A special case of Corollary 1.9 of https://arxiv.org/pdf/2001.10970.pdf says that if we have two integer polynomials $f_1, f_2$ of arbitrary degree, then if we let $c_1,c_2$ be the number of irreducible polynomials dividing $f_1$ and $f_2$ respectively and if we let $c_0$ denote the number of common irreducible polynomial factors then the vector $$ \left(\frac{\omega(f_1(n)) - c_1 \log \log n }{\sqrt{c_1\log \log n } },\frac{\omega(f_2(n)) - c_2 \log \log n }{\sqrt{c_2 \log \log n } }\right)$$ behaves as a two dimensional Gaussian with covariance matrix having $1$ in the diagonal and $c_0/\sqrt{c_1 c_2 } $ in the off-diagonal entries.
How is this relevant? If $f$ is irreducible then letting $f_1=f(n)$ and $f_2(n)=f(n+k )$ we see that both $f_i $ are irreducible and clearly coprime as polynomials. Hence $c_1=c_2=1, c_0=0$. This means that $$\frac{\omega(f (n)) - \log \log n }{\sqrt{ \log \log n } } - \frac{\omega(f(n+k)) - \log \log n }{\sqrt{ \log \log n } } = \frac{\omega(f (n)) - \omega(f(n+k )) }{\sqrt{ \log \log n } } $$ converges in law to a normal distribution with mean $0 $ and variance $ 2 $. In other words, for every fixed $a<b $ one has $$ \lim_{x\to \infty} \frac{1}{x} \#\left\{n \in [1,x]: a< \frac{\omega(f(n)) - \omega(f(n+k)) }{\sqrt{ \log \log n } } \leq b \right \} = \int_a^b \frac{\exp(-t^2/4)}{4 \sqrt \pi }\mathrm d t .$$ Note that if $| \omega(f(n)) - \omega(f(n+k)) | \leq C $ then for every $\epsilon>0 $ we have $$ \left | \frac{\omega(f(n)) - \omega(f(n+k)) }{\sqrt{ \log \log n } } \right| \leq \epsilon ,$$ hence, the probability that $| \omega(f(n)) - \omega(f(n+k)) | \leq C $ happens is$$ \ll \int_{-\epsilon}^\epsilon \frac{\exp(-t^2/4)}{4 \sqrt \pi }\mathrm d t \ll \epsilon . $$ Choosing $\epsilon$ arbitrarily small shows that the probability is $0 $. Incidentally this argument proves the much stronger statement that the probability of $n $ for which $$| \omega(f(n)) - \omega(f(n+k)) | \leq \frac{\sqrt{\log \log n }}{ \log \log \log n }$$ also goes to zero.

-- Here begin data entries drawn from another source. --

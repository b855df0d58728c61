//! Error taxonomy shared by the gate, record client, and export pipeline.
//!
//! DESIGN
//! ======
//! Each concern owns a `thiserror` enum. Validation problems are caught before
//! any backend call; backend failures carry enough detail for logs but are
//! shown to users as generic messages by the `tracker` facade.

#[cfg(test)]
#[path = "error_test.rs"]
mod tests;

// =============================================================================
// ERROR CODES
// =============================================================================

/// Grepable error code and retryable flag for structured logging.
pub trait ErrorCode: std::fmt::Display {
    fn error_code(&self) -> &'static str;

    fn retryable(&self) -> bool {
        false
    }
}

// =============================================================================
// VALIDATION
// =============================================================================

/// Local input problems. These block submission and never reach the backend.
#[derive(Debug, Clone, PartialEq, Eq, thiserror::Error)]
pub enum ValidationError {
    /// A required visitor field is empty. Carries the form's message.
    #[error("{0}")]
    MissingField(&'static str),

    /// The admin password was empty after trimming.
    #[error("password cannot be empty")]
    EmptyPassword,

    /// The new admin password was empty after trimming.
    #[error("New password cannot be empty")]
    EmptyNewPassword,

    /// The new password and its confirmation differ.
    #[error("New password and confirmation do not match")]
    PasswordMismatch,
}

impl ErrorCode for ValidationError {
    fn error_code(&self) -> &'static str {
        match self {
            Self::MissingField(_) => "E_MISSING_FIELD",
            Self::EmptyPassword => "E_EMPTY_PASSWORD",
            Self::EmptyNewPassword => "E_EMPTY_NEW_PASSWORD",
            Self::PasswordMismatch => "E_PASSWORD_MISMATCH",
        }
    }
}

// =============================================================================
// BACKEND
// =============================================================================

/// Failure calling the backend collaborator.
#[derive(Debug, Clone, PartialEq, Eq, thiserror::Error)]
pub enum BackendError {
    /// No backend handle is available (not yet connected, offline).
    #[error("backend unavailable")]
    Unavailable,

    /// The request failed in transit.
    #[error("backend transport failed: {0}")]
    Transport(String),

    /// The backend did not answer in time.
    #[error("backend call timed out")]
    Timeout,

    /// The backend refused the call (e.g. caller lacks privileges).
    #[error("backend rejected call: {0}")]
    Rejected(String),
}

impl ErrorCode for BackendError {
    fn error_code(&self) -> &'static str {
        match self {
            Self::Unavailable => "E_BACKEND_UNAVAILABLE",
            Self::Transport(_) => "E_BACKEND_TRANSPORT",
            Self::Timeout => "E_BACKEND_TIMEOUT",
            Self::Rejected(_) => "E_BACKEND_REJECTED",
        }
    }

    fn retryable(&self) -> bool {
        matches!(self, Self::Unavailable | Self::Transport(_) | Self::Timeout)
    }
}

// =============================================================================
// CONFIG
// =============================================================================

/// An environment value could not be parsed.
#[derive(Debug, Clone, PartialEq, Eq, thiserror::Error)]
pub enum ConfigError {
    #[error("config parse failed: {0}")]
    Parse(String),
}

impl ErrorCode for ConfigError {
    fn error_code(&self) -> &'static str {
        "E_CONFIG_PARSE"
    }
}
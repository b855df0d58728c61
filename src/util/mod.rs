//! Utility helpers shared across tracker modules.
//!
//! SYSTEM CONTEXT
//! ==============
//! Small pure helpers live here so the encoders and the shell format values
//! the same way.

pub mod timestamp;
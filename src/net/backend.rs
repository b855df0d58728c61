//! The backend collaborator interface.
//!
//! DESIGN
//! ======
//! Storage and authorization live outside this crate. The backend is injected
//! as an `Arc<dyn VisitorBackend>` into the gate and the record client so
//! tests and alternative transports can swap it freely. Adapters own their
//! own timeouts and report them as [`BackendError::Timeout`].

use super::types::{EntryIdVisitorRecord, RecordId, VisitorFields};
use crate::error::BackendError;

/// Operations the tracker consumes from the backend.
#[async_trait::async_trait]
pub trait VisitorBackend: Send + Sync {
    /// Store a new record. The backend assigns id and timestamp.
    ///
    /// # Errors
    ///
    /// Returns a [`BackendError`] if the call fails.
    async fn add_visitor_record(&self, fields: &VisitorFields) -> Result<(), BackendError>;

    /// Replace every field of record `id` except its timestamp. Admin only.
    ///
    /// # Errors
    ///
    /// Returns a [`BackendError`] if the call fails or is refused.
    async fn update_visitor_record(&self, id: RecordId, fields: &VisitorFields) -> Result<(), BackendError>;

    /// All records, most recent first.
    ///
    /// # Errors
    ///
    /// Returns a [`BackendError`] if the call fails.
    async fn get_sorted_visitor_records(&self) -> Result<Vec<EntryIdVisitorRecord>, BackendError>;

    /// The complete record set for file export.
    ///
    /// # Errors
    ///
    /// Returns a [`BackendError`] if the call fails.
    async fn export_visitor_records(&self) -> Result<Vec<EntryIdVisitorRecord>, BackendError>;

    /// Grant admin privileges to the caller when `password` matches.
    ///
    /// # Errors
    ///
    /// Returns a [`BackendError`] if the call fails. A wrong password is
    /// `Ok(false)`, not an error.
    async fn admin_login(&self, password: &str) -> Result<bool, BackendError>;

    /// Whether the backend currently treats the caller as admin.
    ///
    /// # Errors
    ///
    /// Returns a [`BackendError`] if the call fails.
    async fn is_caller_admin(&self) -> Result<bool, BackendError>;

    /// Replace the admin password. `Ok(false)` means `old_password` was wrong.
    ///
    /// # Errors
    ///
    /// Returns a [`BackendError`] if the call fails.
    async fn change_admin_password(&self, old_password: &str, new_password: &str) -> Result<bool, BackendError>;
}
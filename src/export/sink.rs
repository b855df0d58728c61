//! Delivery of encoded export files.
//!
//! SYSTEM CONTEXT
//! ==============
//! In the browser an export is a download: the bytes become a `Blob` and a
//! temporary `<a download>` link is clicked. Native builds write the file
//! into a directory instead. Encoders never call into this module.

#[cfg(test)]
#[path = "sink_test.rs"]
mod sink_test;

use std::path::{Path, PathBuf};

use super::{ExportError, ExportFile};

/// Hands a finished export to the user.
pub trait ExportSink: Send + Sync {
    /// # Errors
    ///
    /// Returns [`ExportError::Delivery`] if the file could not be delivered.
    fn deliver(&self, file: &ExportFile) -> Result<(), ExportError>;
}

// =============================================================================
// DIRECTORY
// =============================================================================

/// Writes exports into a directory, creating it if needed.
#[derive(Debug, Clone)]
pub struct DirectorySink {
    dir: PathBuf,
}

impl DirectorySink {
    #[must_use]
    pub fn new(dir: impl Into<PathBuf>) -> Self {
        Self { dir: dir.into() }
    }

    #[must_use]
    pub fn dir(&self) -> &Path {
        &self.dir
    }
}

impl ExportSink for DirectorySink {
    fn deliver(&self, file: &ExportFile) -> Result<(), ExportError> {
        std::fs::create_dir_all(&self.dir)
            .map_err(|e| ExportError::Delivery(format!("{}: {e}", self.dir.display())))?;
        let path = self.dir.join(&file.filename);
        std::fs::write(&path, &file.bytes).map_err(|e| ExportError::Delivery(format!("{}: {e}", path.display())))?;
        tracing::debug!(path = %path.display(), "export written");
        Ok(())
    }
}

// =============================================================================
// BROWSER
// =============================================================================

/// Triggers a browser download of the file.
///
/// Client-side (hydrate): real download via `web-sys`.
/// Elsewhere: always fails, since there is no page to download into.
#[derive(Debug, Clone, Copy, Default)]
pub struct BrowserDownloadSink;

#[cfg(feature = "hydrate")]
fn js_error(e: wasm_bindgen::JsValue) -> ExportError {
    ExportError::Delivery(format!("{e:?}"))
}

#[cfg(feature = "hydrate")]
fn trigger_download(file: &ExportFile) -> Result<(), ExportError> {
    use wasm_bindgen::JsCast;

    let window = web_sys::window().ok_or_else(|| ExportError::Delivery("no window".into()))?;
    let document = window
        .document()
        .ok_or_else(|| ExportError::Delivery("no document".into()))?;
    let body = document
        .body()
        .ok_or_else(|| ExportError::Delivery("no document body".into()))?;

    let parts = js_sys::Array::new();
    parts.push(&js_sys::Uint8Array::from(file.bytes.as_slice()));
    let options = web_sys::BlobPropertyBag::new();
    options.set_type(file.mime_type);
    let blob = web_sys::Blob::new_with_u8_array_sequence_and_options(&parts, &options).map_err(js_error)?;
    let url = web_sys::Url::create_object_url_with_blob(&blob).map_err(js_error)?;

    let link: web_sys::HtmlAnchorElement = document
        .create_element("a")
        .map_err(js_error)?
        .dyn_into()
        .map_err(|_| ExportError::Delivery("anchor element cast failed".into()))?;
    link.set_href(&url);
    link.set_download(&file.filename);
    body.append_child(&link).map_err(js_error)?;
    link.click();
    body.remove_child(&link).map_err(js_error)?;
    web_sys::Url::revoke_object_url(&url).map_err(js_error)?;
    Ok(())
}

impl ExportSink for BrowserDownloadSink {
    fn deliver(&self, file: &ExportFile) -> Result<(), ExportError> {
        #[cfg(feature = "hydrate")]
        {
            trigger_download(file)
        }
        #[cfg(not(feature = "hydrate"))]
        {
            Err(ExportError::Delivery(format!("cannot download {} outside the browser", file.filename)))
        }
    }
}
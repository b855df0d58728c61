//! XLSX encoding of visitor records via `rust_xlsxwriter`.
//!
//! One worksheet named `Visitor Records`: a header row from the shared
//! display columns, then one row per record, with fixed column widths.
//! Any library failure surfaces as [`ExportError::Spreadsheet`]; a partial
//! or empty workbook is never returned.

#[cfg(test)]
#[path = "xlsx_test.rs"]
mod xlsx_test;

use rust_xlsxwriter::{Workbook, XlsxError};
use time::UtcOffset;

use super::{COLUMN_WIDTHS, ExportError, ExportFormat, HEADERS, RecordEncoder, row_values};
use crate::net::types::EntryIdVisitorRecord;

/// Name of the single worksheet.
pub const SHEET_NAME: &str = "Visitor Records";

impl From<XlsxError> for ExportError {
    fn from(e: XlsxError) -> Self {
        Self::Spreadsheet(e.to_string())
    }
}

/// [`RecordEncoder`] producing an Office Open XML workbook.
#[derive(Debug, Clone, Copy)]
pub struct XlsxEncoder {
    offset: UtcOffset,
}

impl XlsxEncoder {
    #[must_use]
    pub fn new(offset: UtcOffset) -> Self {
        Self { offset }
    }

    fn build(&self, records: &[EntryIdVisitorRecord]) -> Result<Vec<u8>, ExportError> {
        let mut workbook = Workbook::new();
        let sheet = workbook.add_worksheet();
        sheet.set_name(SHEET_NAME)?;

        for (col, (header, width)) in HEADERS.iter().zip(COLUMN_WIDTHS).enumerate() {
            let col = column_index(col)?;
            sheet.set_column_width(col, width)?;
            sheet.write_string(0, col, *header)?;
        }

        for (i, entry) in records.iter().enumerate() {
            let row = u32::try_from(i + 1)
                .map_err(|_| ExportError::Spreadsheet(format!("row {} exceeds sheet limits", i + 1)))?;
            for (col, value) in row_values(entry, self.offset).into_iter().enumerate() {
                sheet.write_string(row, column_index(col)?, value)?;
            }
        }

        Ok(workbook.save_to_buffer()?)
    }
}

fn column_index(col: usize) -> Result<u16, ExportError> {
    u16::try_from(col).map_err(|_| ExportError::Spreadsheet(format!("column {col} exceeds sheet limits")))
}

impl Default for XlsxEncoder {
    fn default() -> Self {
        Self::new(UtcOffset::UTC)
    }
}

impl RecordEncoder for XlsxEncoder {
    fn format(&self) -> ExportFormat {
        ExportFormat::Xlsx
    }

    fn encode(&self, records: &[EntryIdVisitorRecord]) -> Result<Vec<u8>, ExportError> {
        let bytes = self.build(records).inspect_err(|e| {
            tracing::error!(error = %e, "xlsx export failed");
        })?;
        if bytes.is_empty() {
            return Err(ExportError::Spreadsheet("workbook serialized to zero bytes".into()));
        }
        Ok(bytes)
    }
}
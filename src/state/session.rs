//! Tab-scoped key/value storage for the admin session flag.
//!
//! SYSTEM CONTEXT
//! ==============
//! In the browser this is `window.sessionStorage`, which disappears with the
//! tab. Only the admin gate writes to it. Storage failures are logged and
//! read back as "absent", which keeps the gate locked.

#[cfg(test)]
#[path = "session_test.rs"]
mod session_test;

use std::collections::HashMap;
use std::sync::Mutex;

/// Minimal tab-scoped storage used by the admin gate.
pub trait SessionCache: Send + Sync {
    fn get(&self, key: &str) -> Option<String>;
    fn set(&self, key: &str, value: &str);
    fn clear(&self, key: &str);
}

// =============================================================================
// IN-MEMORY
// =============================================================================

/// Process-local session storage for native builds and tests.
#[derive(Default)]
pub struct MemorySessionCache {
    entries: Mutex<HashMap<String, String>>,
}

impl MemorySessionCache {
    #[must_use]
    pub fn new() -> Self {
        Self::default()
    }

    /// Pre-seed a value, as if left behind by an earlier page load in the same tab.
    #[must_use]
    pub fn with_entry(key: &str, value: &str) -> Self {
        let cache = Self::new();
        cache.set(key, value);
        cache
    }
}

impl SessionCache for MemorySessionCache {
    fn get(&self, key: &str) -> Option<String> {
        self.entries
            .lock()
            .unwrap_or_else(std::sync::PoisonError::into_inner)
            .get(key)
            .cloned()
    }

    fn set(&self, key: &str, value: &str) {
        self.entries
            .lock()
            .unwrap_or_else(std::sync::PoisonError::into_inner)
            .insert(key.to_owned(), value.to_owned());
    }

    fn clear(&self, key: &str) {
        self.entries
            .lock()
            .unwrap_or_else(std::sync::PoisonError::into_inner)
            .remove(key);
    }
}

// =============================================================================
// BROWSER
// =============================================================================

/// `window.sessionStorage` backed cache.
///
/// Client-side (hydrate): real storage via `web-sys`.
/// Elsewhere: behaves as empty storage that ignores writes.
#[derive(Debug, Clone, Copy, Default)]
pub struct BrowserSessionCache;

#[cfg(feature = "hydrate")]
fn session_storage() -> Option<web_sys::Storage> {
    let window = web_sys::window()?;
    match window.session_storage() {
        Ok(storage) => storage,
        Err(e) => {
            tracing::warn!(error = ?e, "session storage unavailable");
            None
        }
    }
}

impl SessionCache for BrowserSessionCache {
    #[cfg_attr(not(feature = "hydrate"), allow(unused_variables))]
    fn get(&self, key: &str) -> Option<String> {
        #[cfg(feature = "hydrate")]
        {
            match session_storage()?.get_item(key) {
                Ok(value) => value,
                Err(e) => {
                    tracing::warn!(key, error = ?e, "session storage read failed");
                    None
                }
            }
        }
        #[cfg(not(feature = "hydrate"))]
        {
            None
        }
    }

    #[cfg_attr(not(feature = "hydrate"), allow(unused_variables))]
    fn set(&self, key: &str, value: &str) {
        #[cfg(feature = "hydrate")]
        {
            let Some(storage) = session_storage() else {
                return;
            };
            if let Err(e) = storage.set_item(key, value) {
                tracing::warn!(key, error = ?e, "session storage write failed");
            }
        }
    }

    #[cfg_attr(not(feature = "hydrate"), allow(unused_variables))]
    fn clear(&self, key: &str) {
        #[cfg(feature = "hydrate")]
        {
            let Some(storage) = session_storage() else {
                return;
            };
            if let Err(e) = storage.remove_item(key) {
                tracing::warn!(key, error = ?e, "session storage remove failed");
            }
        }
    }
}
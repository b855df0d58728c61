//! Display formatting for backend nanosecond timestamps.
//!
//! Backend timestamps count nanoseconds since the Unix epoch. They are
//! truncated to whole milliseconds before formatting, so two instants within
//! the same millisecond always render identically.

#[cfg(test)]
#[path = "timestamp_test.rs"]
mod timestamp_test;

use time::format_description::FormatItem;
use time::macros::format_description;
use time::{OffsetDateTime, UtcOffset};

/// Rendered in place of a timestamp that cannot be represented as a date.
pub const INVALID_DATE: &str = "Invalid Date";

const NANOS_PER_MILLI: u64 = 1_000_000;

/// `Feb 17, 2026 2:30 PM`
const DISPLAY_FORMAT: &[FormatItem<'static>] =
    format_description!("[month repr:short] [day padding:none], [year] [hour repr:12 padding:none]:[minute] [period]");

/// Truncate nanoseconds to whole milliseconds.
#[must_use]
pub fn nanos_to_millis(nanos: u64) -> u64 {
    nanos / NANOS_PER_MILLI
}

/// Format a nanosecond timestamp in UTC.
#[must_use]
pub fn format_timestamp(nanos: u64) -> String {
    format_timestamp_at(nanos, UtcOffset::UTC)
}

/// Format a nanosecond timestamp at a fixed display offset.
///
/// Never fails: instants outside the representable calendar range produce
/// [`INVALID_DATE`].
#[must_use]
pub fn format_timestamp_at(nanos: u64, offset: UtcOffset) -> String {
    let millis = i128::from(nanos_to_millis(nanos));
    let Ok(instant) = OffsetDateTime::from_unix_timestamp_nanos(millis * i128::from(NANOS_PER_MILLI)) else {
        return INVALID_DATE.to_owned();
    };
    let Some(local) = instant.checked_to_offset(offset) else {
        return INVALID_DATE.to_owned();
    };
    match local.format(DISPLAY_FORMAT) {
        Ok(text) => text,
        Err(e) => {
            tracing::warn!(error = %e, nanos, "timestamp format failed");
            INVALID_DATE.to_owned()
        }
    }
}
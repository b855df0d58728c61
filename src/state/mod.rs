//! Client-side session state.
//!
//! DESIGN
//! ======
//! `admin` owns the unlock state machine; `session` is the tab-scoped storage
//! it persists into. Nothing else writes the session flag.

pub mod admin;
pub mod session;
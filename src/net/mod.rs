//! Backend access for visitor records.
//!
//! SYSTEM CONTEXT
//! ==============
//! `backend` defines the injected collaborator, `records` mediates calls to
//! it with caching, `memory` is a process-local implementation, and `types`
//! defines the shared record schema.

pub mod backend;
pub mod memory;
pub mod records;
pub mod types;

#[cfg(test)]
pub mod test_helpers;
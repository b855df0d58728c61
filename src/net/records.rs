//! Visitor record client: backend reads/writes with a two-slot cache.
//!
//! DESIGN
//! ======
//! The client keeps at most two cached collections, the visible record list
//! and the last export snapshot, each invalidated independently. Any
//! successful write drops both. There are no row-level entries.
//!
//! Admin-gated calls consult the [`AdminGate`] at call time and again when the
//! response lands, so a `lock()` that happens mid-request never leaves admin
//! data behind in the cache. Each slot carries a generation counter so a
//! response that raced an invalidation is returned but not cached.

#[cfg(test)]
#[path = "records_test.rs"]
mod records_test;

use std::sync::{Arc, Mutex};

use super::backend::VisitorBackend;
use super::types::{EntryIdVisitorRecord, RecordId, VisitorFields};
use crate::config::RecordListAccess;
use crate::error::{BackendError, ErrorCode, ValidationError};
use crate::state::admin::{AdminGate, GateState};

/// Named cache collections.
#[derive(Clone, Copy, Debug, PartialEq, Eq)]
pub enum CacheSlot {
    VisibleRecords,
    ExportSnapshot,
}

#[derive(Debug, thiserror::Error)]
pub enum RecordError {
    #[error(transparent)]
    Validation(#[from] ValidationError),

    #[error("admin access required")]
    AdminRequired,

    #[error("admin verification is still in progress")]
    VerificationPending,

    #[error(transparent)]
    Backend(#[from] BackendError),
}

impl ErrorCode for RecordError {
    fn error_code(&self) -> &'static str {
        match self {
            Self::Validation(e) => e.error_code(),
            Self::AdminRequired => "E_ADMIN_REQUIRED",
            Self::VerificationPending => "E_VERIFICATION_PENDING",
            Self::Backend(e) => e.error_code(),
        }
    }

    fn retryable(&self) -> bool {
        match self {
            Self::VerificationPending => true,
            Self::Backend(e) => e.retryable(),
            Self::Validation(_) | Self::AdminRequired => false,
        }
    }
}

#[derive(Default)]
struct Slot {
    rows: Option<Vec<EntryIdVisitorRecord>>,
    generation: u64,
}

impl Slot {
    fn invalidate(&mut self) {
        self.rows = None;
        self.generation = self.generation.wrapping_add(1);
    }
}

#[derive(Default)]
struct RecordCache {
    visible: Slot,
    export_snapshot: Slot,
}

impl RecordCache {
    fn slot_mut(&mut self, slot: CacheSlot) -> &mut Slot {
        match slot {
            CacheSlot::VisibleRecords => &mut self.visible,
            CacheSlot::ExportSnapshot => &mut self.export_snapshot,
        }
    }
}

/// Mediates record calls to the backend.
pub struct VisitorRecordClient {
    backend: Arc<dyn VisitorBackend>,
    gate: Arc<AdminGate>,
    access: RecordListAccess,
    cache: Mutex<RecordCache>,
}

impl VisitorRecordClient {
    #[must_use]
    pub fn new(backend: Arc<dyn VisitorBackend>, gate: Arc<AdminGate>, access: RecordListAccess) -> Self {
        Self { backend, gate, access, cache: Mutex::new(RecordCache::default()) }
    }

    fn cache(&self) -> std::sync::MutexGuard<'_, RecordCache> {
        self.cache
            .lock()
            .unwrap_or_else(std::sync::PoisonError::into_inner)
    }

    fn require_admin(&self) -> Result<(), RecordError> {
        match self.gate.state() {
            GateState::Unlocked => Ok(()),
            GateState::Verifying => Err(RecordError::VerificationPending),
            GateState::Locked | GateState::Unlocking => Err(RecordError::AdminRequired),
        }
    }

    fn require_list_access(&self) -> Result<(), RecordError> {
        match self.access {
            RecordListAccess::Open => Ok(()),
            RecordListAccess::AdminOnly => self.require_admin(),
        }
    }

    fn may_read(&self, slot: CacheSlot) -> bool {
        match slot {
            CacheSlot::VisibleRecords => self.require_list_access().is_ok(),
            CacheSlot::ExportSnapshot => self.require_admin().is_ok(),
        }
    }

    fn generation(&self, slot: CacheSlot) -> u64 {
        self.cache().slot_mut(slot).generation
    }

    /// Store `rows` unless the slot was invalidated or access was lost meanwhile.
    fn store(&self, slot: CacheSlot, generation: u64, rows: &[EntryIdVisitorRecord]) {
        if !self.may_read(slot) {
            tracing::debug!(?slot, "dropping response after access was revoked");
            return;
        }
        let mut cache = self.cache();
        let entry = cache.slot_mut(slot);
        if entry.generation == generation {
            entry.rows = Some(rows.to_vec());
        }
    }

    /// Drop one cached collection.
    pub fn invalidate(&self, slot: CacheSlot) {
        self.cache().slot_mut(slot).invalidate();
    }

    /// Drop every cached collection. Called whenever the admin session locks.
    pub fn clear_admin_caches(&self) {
        let mut cache = self.cache();
        cache.visible.invalidate();
        cache.export_snapshot.invalidate();
    }

    /// Cached rows for `slot`, if warm and currently readable.
    #[must_use]
    pub fn cached(&self, slot: CacheSlot) -> Option<Vec<EntryIdVisitorRecord>> {
        if !self.may_read(slot) {
            return None;
        }
        self.cache().slot_mut(slot).rows.clone()
    }

    /// Submit a new visitor record.
    ///
    /// # Errors
    ///
    /// Returns [`RecordError::Validation`] for blank fields (nothing is sent)
    /// or [`RecordError::Backend`] if the backend call fails.
    pub async fn add_record(&self, fields: &VisitorFields) -> Result<(), RecordError> {
        fields.validate()?;
        self.backend.add_visitor_record(fields).await?;
        self.clear_admin_caches();
        tracing::info!("visitor record added");
        Ok(())
    }

    /// Records in backend order (most recent first).
    ///
    /// Served from the visible-records cache when warm.
    ///
    /// # Errors
    ///
    /// Under [`RecordListAccess::AdminOnly`]: [`RecordError::VerificationPending`]
    /// while the gate is verifying, [`RecordError::AdminRequired`] unless
    /// unlocked. [`RecordError::Backend`] if the fetch fails.
    pub async fn list_records(&self) -> Result<Vec<EntryIdVisitorRecord>, RecordError> {
        self.require_list_access()?;
        if let Some(rows) = self.cached(CacheSlot::VisibleRecords) {
            return Ok(rows);
        }

        let generation = self.generation(CacheSlot::VisibleRecords);
        let rows = self.backend.get_sorted_visitor_records().await?;
        self.store(CacheSlot::VisibleRecords, generation, &rows);
        tracing::debug!(count = rows.len(), "visitor records fetched");
        Ok(rows)
    }

    /// Replace every field of record `id`. Admin only.
    ///
    /// # Errors
    ///
    /// [`RecordError::AdminRequired`] / [`RecordError::VerificationPending`]
    /// unless unlocked, [`RecordError::Validation`] for blank fields, or
    /// [`RecordError::Backend`] if the backend call fails.
    pub async fn update_record(&self, id: RecordId, fields: &VisitorFields) -> Result<(), RecordError> {
        self.require_admin()?;
        fields.validate()?;
        self.backend.update_visitor_record(id, fields).await?;
        self.clear_admin_caches();
        tracing::info!(id, "visitor record updated");
        Ok(())
    }

    /// Fetch the full record set for export. Always hits the backend.
    ///
    /// # Errors
    ///
    /// [`RecordError::AdminRequired`] / [`RecordError::VerificationPending`]
    /// unless unlocked, or [`RecordError::Backend`] if the fetch fails.
    pub async fn fetch_export_snapshot(&self) -> Result<Vec<EntryIdVisitorRecord>, RecordError> {
        self.require_admin()?;
        self.invalidate(CacheSlot::ExportSnapshot);

        let generation = self.generation(CacheSlot::ExportSnapshot);
        let rows = self.backend.export_visitor_records().await?;
        self.store(CacheSlot::ExportSnapshot, generation, &rows);
        tracing::debug!(count = rows.len(), "export snapshot fetched");
        Ok(rows)
    }
}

In the case that the quadratic polynomial $f $ is reducible (and not the square of a linear polynomial) then $c_1=2=c_2$ but $c_0 $ is not necessarily $ 0 $. For example, it can be $1$ in the case $ f(n)= n(n+k )$. If $c_1 = 0 $ then the proof is essentially the same as in the case when $f $ is irreducible. If $c_0 =1 $ then the off-diagonal element above is $1/2$. Therefore, $$\frac{\omega(f (n)) - 2 \log \log n }{\sqrt{ 2\log \log n } } - \frac{\omega(f(n+k)) - 2 \log \log n }{\sqrt{ 2 \log \log n } } = \frac{\omega(f (n)) - \omega(f(n+k )) }{\sqrt{ 2\log \log n } } $$ converges in law to the standard normal distribution, which proves what you want again. If $ f$ is the square of a linear polynomial then the same holds for $f(n+ k ) $ and by using the fact that $\omega(t^2)=\omega(t)$ the question reduces to examining $f(n)$ linear. This is covered already by the arguments above when $ f $ was irreducible.